## Issue

I have a `dataframe`

and a `function`

that creates a new variable, adds it to the dataframe and then `assign`

s the dataframe back to the global environment. The problem is that if I rerun the function it creates a duplicate of the variable.

```
library(tidyverse)
library(rms)
set.seed(10)
ds <- data.frame(
ftime = rexp(200),
fstatus = sample(0:1,200, replace = TRUE),
x1 = runif(200),
x2 = runif(200),
x3 = factor(sample(LETTERS[1:3], size = 200, replace = TRUE)))
ds
#model
s <- Surv(ds$ftime, ds$fstatus == 1)
fit <- cph(s ~ x1 + x2 + x3, data = ds, surv = TRUE, x = TRUE, y = TRUE)
#function to add prediction to dataset
pred_fun <- function(time_to_sur, model) {
pred_data <- ds[, c("x1", "x2", "x3")] %>%
mutate(ftime = time_to_sur,
fstatus = 1) %>%
as.data.frame()
ds$pred_var_tmp <-
rms::survest(model, times = time_to_sur,
newdata = pred_data,
se.fit = FALSE, what = "survival")$surv
#rename variable
pred_var <- paste0("pred_prob_", as.character(time_to_sur), "_rms")
names(ds)[names(ds) == "pred_var_tmp"] <- pred_var
#assign dataset back to global environment
assign("ds", ds, env = .GlobalEnv)
}
```

The function works as it should:

```
pred_fun(time_to_sur = 0.2, fit)
names(ds)
# [1] "ftime" "fstatus" "x1"
# [4] "x2" "x3" "pred_prob_0.2_rms"
```

But if I rerun it again, it creates a duplicate of the variable

```
pred_fun(time_to_sur = 0.2, fit)
names(ds)
# [1] "ftime" "fstatus" "x1"
# [4] "x2" "x3" "pred_prob_0.2_rms"
# [7] "pred_prob_0.2_rms"
```

This is to be expected because the function create a new variable first with a different name and then assigns the name after.

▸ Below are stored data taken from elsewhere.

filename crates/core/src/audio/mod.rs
pub mod domain;
pub mod infrastructure;
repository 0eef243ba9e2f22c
pub mod constants;
pub mod frame;
pub mod model_resolver;
pub mod time_span;
pub mod video_metadata;
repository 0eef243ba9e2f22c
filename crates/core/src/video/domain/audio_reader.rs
use std::path::Path;

use super::decode_error::DecodeError;
use crate::audio::domain::audio_segment::AudioSegment;
use crate::shared::time_span::TimeSpan;

/// Domain interface for decoding audio from a media file.
pub trait AudioReader: Send {
    /// Decode the audio track to a mono PCM AudioSegment at the given sample
    /// rate, restricted to `span` when one is given.
    /// Returns None if the file has no audio track.
    fn read_audio(
        &self,
        path: &Path,
        target_sample_rate: u32,
        span: Option<TimeSpan>,
    ) -> Result<Option<AudioSegment>, DecodeError>;
}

I thought the following might work in the function but it doesn’t:

```
ds$eval(substitute(paste0("pred_prob_", as.character(tt), "_rms"))) <-
rms::survest(model, times = time_to_sur,
newdata = pred_data,
se.fit = FALSE, what = "survival")$surv
```

How can I fix this and what is best practices in this situation?

Thanks

## Solution

Thanks to @G. Grothendieck and @Limey, the following simplification works (`pred_fun_final`

) although I do get a `warning`

message.

```
#original function in OP
pred_fun_original <- function(time_to_sur, model) {
pred_data <- ds[, c("x1", "x2", "x3")] %>%
mutate(ftime = time_to_sur,
fstatus = 1) %>%
as.data.frame()
ds$pred_var_tmp <-
rms::survest(model, times = time_to_sur,
newdata = pred_data,
se.fit = FALSE, what = "survival")$surv
#rename variable
pred_var <- paste0("pred_prob_", as.character(time_to_sur), "_rms")
names(ds)[names(ds) == "pred_var_tmp"] <- pred_var
assign("ds", ds, env = .GlobalEnv)
}
pred_fun_original(time_to_sur = 0.2, fit)
#save created variable
test1 <- ds$pred_prob_0.2_rms
#remove pred_prob_0.2_rms
ds <- ds %>%
select(-pred_prob_0.2_rms)
```

New function with `warning`

:

```
#fixed function
pred_fun_final <- function(data, time_to_sur, model) {
newName <- paste0("pred_prob_", as.character(time_to_sur), "_rms")
pred_data <- data[, c("x1", "x2", "x3")] %>%
mutate(ftime = time_to_sur,
fstatus = 1) %>%
as.data.frame()
data <- data %>%
mutate({{newName}} := rms::survest(model, times = time_to_sur,
newdata = pred_data,
se.fit = FALSE, what = "survival")$surv)
data
}
ds <- pred_fun_final(ds, time_to_sur = 0.2, fit)
# Warning message:
# Problem with `mutate()` column `pred_prob_0.2_rms`.
# i `pred_prob_0.2_rms = ...$NULL`.
#save variable
test2 <- ds$pred_prob_0.2_rms
```

The two variables are not identical but that is because one is named and the other is not (`as.numeric()`

would fix this). It doesn’t explain the `warning`

message though.

```
identical(test1, test2)
#FALSE
str(test1)
# num [1:200] 0.906 0.9 0.884 0.884 0.886 ...
str(test2)
# Named num [1:200] 0.906 0.9 0.884 0.884 0.886 ...
# - attr(*, "names")= chr [1:200] "1" "2" "3" "4" ...
```